Group chief operating officer Gary Arnold added: “Bird flu remains a risk and a concern and obviously something we need to manage. We certainly can’t say that the risk is abated or gone. There have been recent outbreaks in the Free State and North West of H7N6 in the last two to three weeks, so [it is] certainly by no means over.”
The highly pathogenic avian influenza (HPAI) virus poses a greater risk to layer birds than broilers which are used in the production of meat, as layer birds’ reproductive duties place their bodies under greater duress, making them more susceptible to viral attack.
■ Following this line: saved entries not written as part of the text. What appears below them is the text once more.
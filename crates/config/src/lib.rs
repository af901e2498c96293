//! Layered configuration.
//!
//! Values are merged from, lowest priority first:
//! 1. built-in defaults,
//! 2. a configuration file: either the one given explicitly, or
//!    `config.toml`/`config.yaml`/`config.json` in the platform configuration
//!    directory (whichever exist),
//! 3. environment variables prefixed `NAS_GALLERY_`, with `__` separating
//!    nested keys (`NAS_GALLERY_SHARE__ROOT=/mnt/photos`).

pub mod error;
mod models;

pub use crate::models::{CacheBackend, CacheConfig, CrawlConfig, RetrieveConfig, ShareConfig, StagingConfig};
use crate::error::{ErrorKind, Result};
use directories::ProjectDirs;
use exn::{OptionExt, ResultExt};
use figment::Figment;
use figment::providers::{Env, Format, Json, Serialized, Toml, Yaml};
use serde::{Deserialize, Serialize};
use std::path::{Path, PathBuf};

pub const ENV_PREFIX: &str = "NAS_GALLERY_";
const APPLICATION: &str = "nas-gallery";
const DEFAULT_FILES: [&str; 3] = ["config.toml", "config.yaml", "config.json"];

#[derive(Debug, Clone, Default, PartialEq, Eq, Serialize, Deserialize)]
#[serde(default)]
pub struct Config {
    pub share: ShareConfig,
    pub cache: CacheConfig,
    pub staging: StagingConfig,
    pub crawl: CrawlConfig,
    pub retrieve: RetrieveConfig,
}

impl Config {
    /// Load and validate the configuration.
    ///
    /// An explicitly given file must exist; the default files are optional.
    pub fn load(file: Option<&Path>) -> Result<Self> {
        let files = match file {
            Some(file) if !file.is_file() => {
                exn::bail!(ErrorKind::Invalid(format!("config file `{}` does not exist", file.display())))
            },
            Some(file) => vec![file.to_path_buf()],
            None => Self::default_files(),
        };
        let config: Self = Self::figment(&files)?.extract().or_raise(|| ErrorKind::Load)?;
        config.validate()?;
        Ok(config)
    }

    /// Build the layered provider stack for the given files.
    pub fn figment(files: &[PathBuf]) -> Result<Figment> {
        let mut figment = Figment::from(Serialized::defaults(Self::default()));
        for file in files {
            figment = match file.extension().and_then(|extension| extension.to_str()) {
                Some("toml") => figment.merge(Toml::file(file)),
                Some("yaml" | "yml") => figment.merge(Yaml::file(file)),
                Some("json") => figment.merge(Json::file(file)),
                _ => exn::bail!(ErrorKind::Invalid(format!("unsupported config format `{}`", file.display()))),
            };
        }
        Ok(figment.merge(Env::prefixed(ENV_PREFIX).split("__")))
    }

    fn project_dirs() -> Option<ProjectDirs> {
        ProjectDirs::from("", "", APPLICATION)
    }

    fn default_files() -> Vec<PathBuf> {
        let Some(dirs) = Self::project_dirs() else {
            tracing::debug!("No home directory; only using defaults and environment for configuration");
            return Vec::new();
        };
        DEFAULT_FILES.iter().map(|name| dirs.config_dir().join(name)).collect()
    }

    pub fn validate(&self) -> Result<()> {
        if !self.share.root.is_absolute() {
            exn::bail!(ErrorKind::Invalid(format!("share.root `{}` must be absolute", self.share.root.display())));
        }
        if self.share.base_folder.split('/').any(|segment| segment == "..") {
            exn::bail!(ErrorKind::Invalid("share.base_folder must stay inside the share".to_string()));
        }
        let positive = [
            ("share.timeout", self.share.timeout as usize),
            ("crawl.max_folders", self.crawl.max_folders),
            ("crawl.concurrency", self.crawl.concurrency),
            ("retrieve.concurrency", self.retrieve.concurrency),
        ];
        if let Some((name, _)) = positive.iter().find(|(_, value)| *value == 0) {
            exn::bail!(ErrorKind::Invalid(format!("{name} must be at least 1")));
        }
        Ok(())
    }

    /// Where snapshots are cached: the configured path, or a default location
    /// in the platform cache directory depending on the backend.
    pub fn cache_path(&self) -> Result<PathBuf> {
        if let Some(path) = &self.cache.path {
            return Ok(path.clone());
        }
        let dirs = Self::project_dirs().ok_or_raise(|| ErrorKind::NoHomeDirectory)?;
        Ok(match self.cache.backend {
            CacheBackend::Json => dirs.cache_dir().join("snapshots"),
            CacheBackend::Sqlite => dirs.cache_dir().join("catalog.sqlite"),
        })
    }
}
No rebate on import duties needed
According to Astral, the industry has imported large volumes of fertilised eggs to help plug the supply gap in the market and help restart poultry populations affected by the virus.
Astral says it has imported over 10 million eggs to date to ensure there is poultry meat available in the country.
It says this measure, among others taken by the industry, shows there is no need for the government to implement rebates on import duties of chicken meat.
In October, Minister of Trade, Industry and Competition Ebrahim Patel directed the International Trade Administration Commission (Itac) to look into the creation of a rebate on meat and edible offal of fresh or frozen chicken in efforts to mitigate potential shortfalls.
“We can prove to Itac and to the minister that all the levers that we have pulled to replace fertile eggs lost due to bird flu is sufficient not to have a shortage of chicken meat – not talking table eggs – over the festive period and into the new year. The industry is importing astronomical numbers of fertile eggs,” Schutte said.
“We have got enough evidence to prove to Itac – to build a case – that it is not necessary for the anti-dumping tariffs to be suspended.”